(Input material begins)
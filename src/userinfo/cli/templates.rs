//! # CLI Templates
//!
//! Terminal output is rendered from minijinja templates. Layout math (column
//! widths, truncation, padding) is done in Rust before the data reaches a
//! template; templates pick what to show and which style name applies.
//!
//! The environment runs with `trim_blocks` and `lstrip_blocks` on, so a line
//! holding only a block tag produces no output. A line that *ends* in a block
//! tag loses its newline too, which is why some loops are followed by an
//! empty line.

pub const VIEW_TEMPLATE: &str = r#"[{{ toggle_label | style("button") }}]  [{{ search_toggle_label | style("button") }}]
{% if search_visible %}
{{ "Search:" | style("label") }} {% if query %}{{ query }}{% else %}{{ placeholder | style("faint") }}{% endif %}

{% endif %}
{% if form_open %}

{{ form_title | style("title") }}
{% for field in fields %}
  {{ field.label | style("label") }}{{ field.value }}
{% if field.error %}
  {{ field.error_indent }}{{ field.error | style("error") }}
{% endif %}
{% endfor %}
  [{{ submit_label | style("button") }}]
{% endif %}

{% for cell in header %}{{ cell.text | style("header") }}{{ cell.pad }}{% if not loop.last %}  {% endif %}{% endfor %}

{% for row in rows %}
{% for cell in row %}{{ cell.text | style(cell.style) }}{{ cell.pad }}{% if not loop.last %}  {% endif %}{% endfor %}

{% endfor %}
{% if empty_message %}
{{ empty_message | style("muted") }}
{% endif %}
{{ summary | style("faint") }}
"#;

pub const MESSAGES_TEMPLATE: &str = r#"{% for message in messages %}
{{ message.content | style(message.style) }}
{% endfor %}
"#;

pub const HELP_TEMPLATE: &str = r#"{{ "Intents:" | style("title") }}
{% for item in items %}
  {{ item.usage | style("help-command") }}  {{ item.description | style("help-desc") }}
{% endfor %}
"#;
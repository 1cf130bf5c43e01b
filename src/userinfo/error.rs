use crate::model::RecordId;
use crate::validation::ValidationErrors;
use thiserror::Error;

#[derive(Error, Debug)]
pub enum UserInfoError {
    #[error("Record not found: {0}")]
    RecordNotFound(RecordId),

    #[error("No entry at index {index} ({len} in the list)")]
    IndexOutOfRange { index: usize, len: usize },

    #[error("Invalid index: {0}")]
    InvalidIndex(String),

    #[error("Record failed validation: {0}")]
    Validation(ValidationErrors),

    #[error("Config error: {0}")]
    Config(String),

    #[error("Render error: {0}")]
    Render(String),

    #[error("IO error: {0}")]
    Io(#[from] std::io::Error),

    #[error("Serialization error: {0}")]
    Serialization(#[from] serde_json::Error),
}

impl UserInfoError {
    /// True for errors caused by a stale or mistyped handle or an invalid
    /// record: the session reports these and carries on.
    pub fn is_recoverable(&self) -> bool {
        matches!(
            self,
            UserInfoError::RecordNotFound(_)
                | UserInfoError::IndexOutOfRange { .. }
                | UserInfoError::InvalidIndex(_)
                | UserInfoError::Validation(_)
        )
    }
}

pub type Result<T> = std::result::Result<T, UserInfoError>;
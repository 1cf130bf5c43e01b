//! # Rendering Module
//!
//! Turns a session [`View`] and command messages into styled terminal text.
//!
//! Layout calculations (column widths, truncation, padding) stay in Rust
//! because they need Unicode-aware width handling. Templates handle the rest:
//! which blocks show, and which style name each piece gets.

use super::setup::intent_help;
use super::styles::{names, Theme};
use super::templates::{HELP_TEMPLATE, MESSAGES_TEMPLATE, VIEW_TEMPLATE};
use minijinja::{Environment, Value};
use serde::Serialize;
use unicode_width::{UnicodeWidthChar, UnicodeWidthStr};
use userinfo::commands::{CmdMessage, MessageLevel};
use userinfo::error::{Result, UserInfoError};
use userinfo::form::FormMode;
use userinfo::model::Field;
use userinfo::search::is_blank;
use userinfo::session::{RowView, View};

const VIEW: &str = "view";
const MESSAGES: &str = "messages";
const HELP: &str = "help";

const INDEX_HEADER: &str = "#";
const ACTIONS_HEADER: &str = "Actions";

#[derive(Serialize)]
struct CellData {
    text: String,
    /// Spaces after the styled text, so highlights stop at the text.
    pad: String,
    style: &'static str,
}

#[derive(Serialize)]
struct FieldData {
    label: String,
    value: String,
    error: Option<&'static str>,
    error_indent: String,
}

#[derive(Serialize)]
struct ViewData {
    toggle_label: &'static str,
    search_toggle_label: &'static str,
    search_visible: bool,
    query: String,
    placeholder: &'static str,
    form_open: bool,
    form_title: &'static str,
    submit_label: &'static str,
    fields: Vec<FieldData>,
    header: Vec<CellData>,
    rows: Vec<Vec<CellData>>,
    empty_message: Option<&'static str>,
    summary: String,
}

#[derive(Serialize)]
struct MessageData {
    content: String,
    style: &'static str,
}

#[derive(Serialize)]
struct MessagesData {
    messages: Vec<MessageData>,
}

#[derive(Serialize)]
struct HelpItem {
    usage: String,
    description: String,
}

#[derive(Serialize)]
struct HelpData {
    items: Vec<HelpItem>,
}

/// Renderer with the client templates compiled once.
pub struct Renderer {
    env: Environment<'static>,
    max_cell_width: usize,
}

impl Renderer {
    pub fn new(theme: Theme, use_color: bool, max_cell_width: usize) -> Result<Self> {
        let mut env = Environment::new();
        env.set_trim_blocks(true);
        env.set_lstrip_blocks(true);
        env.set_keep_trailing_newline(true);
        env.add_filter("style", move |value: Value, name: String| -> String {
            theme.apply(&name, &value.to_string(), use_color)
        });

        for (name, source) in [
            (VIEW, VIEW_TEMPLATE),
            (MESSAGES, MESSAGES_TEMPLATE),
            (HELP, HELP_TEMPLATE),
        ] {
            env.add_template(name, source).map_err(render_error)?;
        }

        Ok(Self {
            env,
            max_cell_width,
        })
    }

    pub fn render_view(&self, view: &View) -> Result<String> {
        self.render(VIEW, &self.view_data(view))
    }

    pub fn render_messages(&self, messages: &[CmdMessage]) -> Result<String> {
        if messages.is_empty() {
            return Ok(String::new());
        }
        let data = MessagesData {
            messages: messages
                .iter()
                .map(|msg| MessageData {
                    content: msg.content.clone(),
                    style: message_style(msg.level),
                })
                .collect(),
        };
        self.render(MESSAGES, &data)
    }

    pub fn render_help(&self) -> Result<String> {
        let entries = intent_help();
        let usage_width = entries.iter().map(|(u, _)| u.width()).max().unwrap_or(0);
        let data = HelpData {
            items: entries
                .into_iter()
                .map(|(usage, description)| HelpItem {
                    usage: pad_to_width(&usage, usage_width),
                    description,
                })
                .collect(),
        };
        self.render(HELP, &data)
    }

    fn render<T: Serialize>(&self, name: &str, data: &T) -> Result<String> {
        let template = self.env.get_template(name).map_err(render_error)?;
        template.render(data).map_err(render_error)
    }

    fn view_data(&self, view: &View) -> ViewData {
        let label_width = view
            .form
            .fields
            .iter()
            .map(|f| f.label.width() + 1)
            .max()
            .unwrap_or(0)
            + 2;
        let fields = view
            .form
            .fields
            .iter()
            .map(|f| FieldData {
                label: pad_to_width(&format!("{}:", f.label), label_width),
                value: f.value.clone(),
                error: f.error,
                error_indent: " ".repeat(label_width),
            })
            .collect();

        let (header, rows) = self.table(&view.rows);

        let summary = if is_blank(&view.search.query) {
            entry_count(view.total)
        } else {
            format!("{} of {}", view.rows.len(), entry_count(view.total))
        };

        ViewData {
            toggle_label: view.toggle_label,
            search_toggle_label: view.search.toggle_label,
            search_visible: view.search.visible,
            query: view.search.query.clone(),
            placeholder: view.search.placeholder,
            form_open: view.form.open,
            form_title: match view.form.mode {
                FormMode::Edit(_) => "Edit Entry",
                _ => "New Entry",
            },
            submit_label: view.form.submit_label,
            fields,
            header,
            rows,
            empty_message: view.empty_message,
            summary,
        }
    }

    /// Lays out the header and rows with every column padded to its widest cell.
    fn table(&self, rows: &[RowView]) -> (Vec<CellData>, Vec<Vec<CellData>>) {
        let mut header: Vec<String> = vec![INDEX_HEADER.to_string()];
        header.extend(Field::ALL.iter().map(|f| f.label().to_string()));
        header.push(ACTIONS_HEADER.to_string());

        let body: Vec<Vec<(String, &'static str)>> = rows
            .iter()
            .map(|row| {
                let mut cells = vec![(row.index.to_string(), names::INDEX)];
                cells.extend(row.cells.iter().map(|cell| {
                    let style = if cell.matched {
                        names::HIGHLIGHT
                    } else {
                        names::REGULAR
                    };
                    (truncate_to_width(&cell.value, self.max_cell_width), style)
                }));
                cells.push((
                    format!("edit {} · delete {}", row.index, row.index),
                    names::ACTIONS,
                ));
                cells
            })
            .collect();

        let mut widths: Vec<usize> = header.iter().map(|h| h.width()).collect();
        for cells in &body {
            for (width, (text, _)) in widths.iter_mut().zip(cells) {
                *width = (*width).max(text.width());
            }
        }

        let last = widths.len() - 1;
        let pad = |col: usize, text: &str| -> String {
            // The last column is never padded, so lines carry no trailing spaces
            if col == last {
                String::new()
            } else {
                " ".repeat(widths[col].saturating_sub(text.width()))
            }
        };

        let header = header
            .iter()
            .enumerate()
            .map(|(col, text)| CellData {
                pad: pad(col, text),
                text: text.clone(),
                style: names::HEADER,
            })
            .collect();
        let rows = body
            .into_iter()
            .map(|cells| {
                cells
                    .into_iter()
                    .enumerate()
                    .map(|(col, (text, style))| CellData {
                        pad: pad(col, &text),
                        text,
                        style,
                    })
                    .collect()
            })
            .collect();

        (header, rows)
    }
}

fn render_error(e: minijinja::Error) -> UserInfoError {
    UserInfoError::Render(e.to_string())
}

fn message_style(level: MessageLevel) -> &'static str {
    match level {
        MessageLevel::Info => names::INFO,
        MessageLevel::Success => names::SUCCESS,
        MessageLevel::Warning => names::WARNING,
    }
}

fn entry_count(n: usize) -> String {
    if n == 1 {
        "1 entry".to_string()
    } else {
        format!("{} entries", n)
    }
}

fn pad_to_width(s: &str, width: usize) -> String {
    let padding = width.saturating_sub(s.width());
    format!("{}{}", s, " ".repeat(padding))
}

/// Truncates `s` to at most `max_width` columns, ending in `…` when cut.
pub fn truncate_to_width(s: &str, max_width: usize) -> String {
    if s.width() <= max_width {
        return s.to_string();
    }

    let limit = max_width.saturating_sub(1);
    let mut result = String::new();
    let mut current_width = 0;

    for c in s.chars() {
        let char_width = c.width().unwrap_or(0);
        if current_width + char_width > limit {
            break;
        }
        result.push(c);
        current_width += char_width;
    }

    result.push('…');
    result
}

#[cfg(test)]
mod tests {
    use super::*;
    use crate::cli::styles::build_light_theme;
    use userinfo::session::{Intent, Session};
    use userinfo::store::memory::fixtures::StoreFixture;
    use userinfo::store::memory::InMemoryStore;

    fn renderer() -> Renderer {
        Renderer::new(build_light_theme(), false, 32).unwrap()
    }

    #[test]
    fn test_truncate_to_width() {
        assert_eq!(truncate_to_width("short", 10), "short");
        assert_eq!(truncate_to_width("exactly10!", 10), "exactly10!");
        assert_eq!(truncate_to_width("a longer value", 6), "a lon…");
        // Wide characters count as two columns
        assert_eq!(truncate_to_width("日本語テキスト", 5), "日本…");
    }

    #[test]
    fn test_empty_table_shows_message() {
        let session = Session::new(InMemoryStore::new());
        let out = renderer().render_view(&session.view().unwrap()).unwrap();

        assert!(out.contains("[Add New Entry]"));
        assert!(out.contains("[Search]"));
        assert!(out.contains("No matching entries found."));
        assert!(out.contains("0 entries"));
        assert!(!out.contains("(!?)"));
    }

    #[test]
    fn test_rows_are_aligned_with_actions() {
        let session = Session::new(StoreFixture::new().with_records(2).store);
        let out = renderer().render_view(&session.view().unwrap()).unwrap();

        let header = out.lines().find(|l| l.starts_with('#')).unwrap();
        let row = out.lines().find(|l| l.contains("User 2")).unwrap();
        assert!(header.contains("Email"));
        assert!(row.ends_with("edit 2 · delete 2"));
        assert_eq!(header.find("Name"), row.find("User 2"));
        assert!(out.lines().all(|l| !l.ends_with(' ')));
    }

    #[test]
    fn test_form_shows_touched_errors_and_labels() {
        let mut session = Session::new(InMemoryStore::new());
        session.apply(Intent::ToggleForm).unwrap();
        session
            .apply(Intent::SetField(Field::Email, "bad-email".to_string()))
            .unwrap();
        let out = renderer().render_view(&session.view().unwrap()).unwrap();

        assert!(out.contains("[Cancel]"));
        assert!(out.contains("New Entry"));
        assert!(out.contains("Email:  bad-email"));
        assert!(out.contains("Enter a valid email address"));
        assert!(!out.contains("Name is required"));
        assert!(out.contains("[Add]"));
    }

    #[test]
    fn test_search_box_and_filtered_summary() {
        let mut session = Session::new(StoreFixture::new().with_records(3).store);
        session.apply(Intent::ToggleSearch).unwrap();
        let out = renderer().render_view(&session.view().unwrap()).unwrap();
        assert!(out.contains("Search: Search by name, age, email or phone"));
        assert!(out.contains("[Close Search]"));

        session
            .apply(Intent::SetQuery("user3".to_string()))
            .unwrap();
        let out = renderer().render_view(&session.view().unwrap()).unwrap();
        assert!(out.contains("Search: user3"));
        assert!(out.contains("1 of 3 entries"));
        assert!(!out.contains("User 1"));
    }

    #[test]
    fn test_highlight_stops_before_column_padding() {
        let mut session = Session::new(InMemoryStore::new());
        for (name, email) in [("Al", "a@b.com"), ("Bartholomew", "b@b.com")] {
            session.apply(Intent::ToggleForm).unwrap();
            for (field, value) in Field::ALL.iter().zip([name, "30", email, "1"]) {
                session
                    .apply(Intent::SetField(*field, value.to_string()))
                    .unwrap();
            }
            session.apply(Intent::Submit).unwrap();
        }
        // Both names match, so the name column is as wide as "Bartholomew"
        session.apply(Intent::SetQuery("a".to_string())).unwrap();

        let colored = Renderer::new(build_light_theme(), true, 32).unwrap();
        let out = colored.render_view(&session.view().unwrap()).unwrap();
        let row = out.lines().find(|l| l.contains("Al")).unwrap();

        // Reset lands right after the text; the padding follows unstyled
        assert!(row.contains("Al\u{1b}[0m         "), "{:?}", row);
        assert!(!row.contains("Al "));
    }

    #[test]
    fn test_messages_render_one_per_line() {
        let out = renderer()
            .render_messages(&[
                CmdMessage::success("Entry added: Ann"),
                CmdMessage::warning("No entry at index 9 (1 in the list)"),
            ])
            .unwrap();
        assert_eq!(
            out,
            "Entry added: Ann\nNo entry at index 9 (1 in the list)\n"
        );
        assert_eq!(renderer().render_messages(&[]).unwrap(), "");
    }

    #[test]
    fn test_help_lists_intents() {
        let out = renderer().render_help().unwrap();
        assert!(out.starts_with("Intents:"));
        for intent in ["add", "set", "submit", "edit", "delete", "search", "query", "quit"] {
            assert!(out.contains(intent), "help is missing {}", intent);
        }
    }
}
(Input material ends)
**Required work:** Reproduce only the lines from the top of the material through the one bearing "that *ends* in a block", each exactly as it stands.

**Answer space:**
filename src/userinfo/cli/templates.rs
//! # CLI Templates
//!
//! Terminal output is rendered from minijinja templates. Layout math (column
//! widths, truncation, padding) is done in Rust before the data reaches a
//! template; templates pick what to show and which style name applies.
//!
//! The environment runs with `trim_blocks` and `lstrip_blocks` on, so a line
//! holding only a block tag produces no output. A line that *ends* in a block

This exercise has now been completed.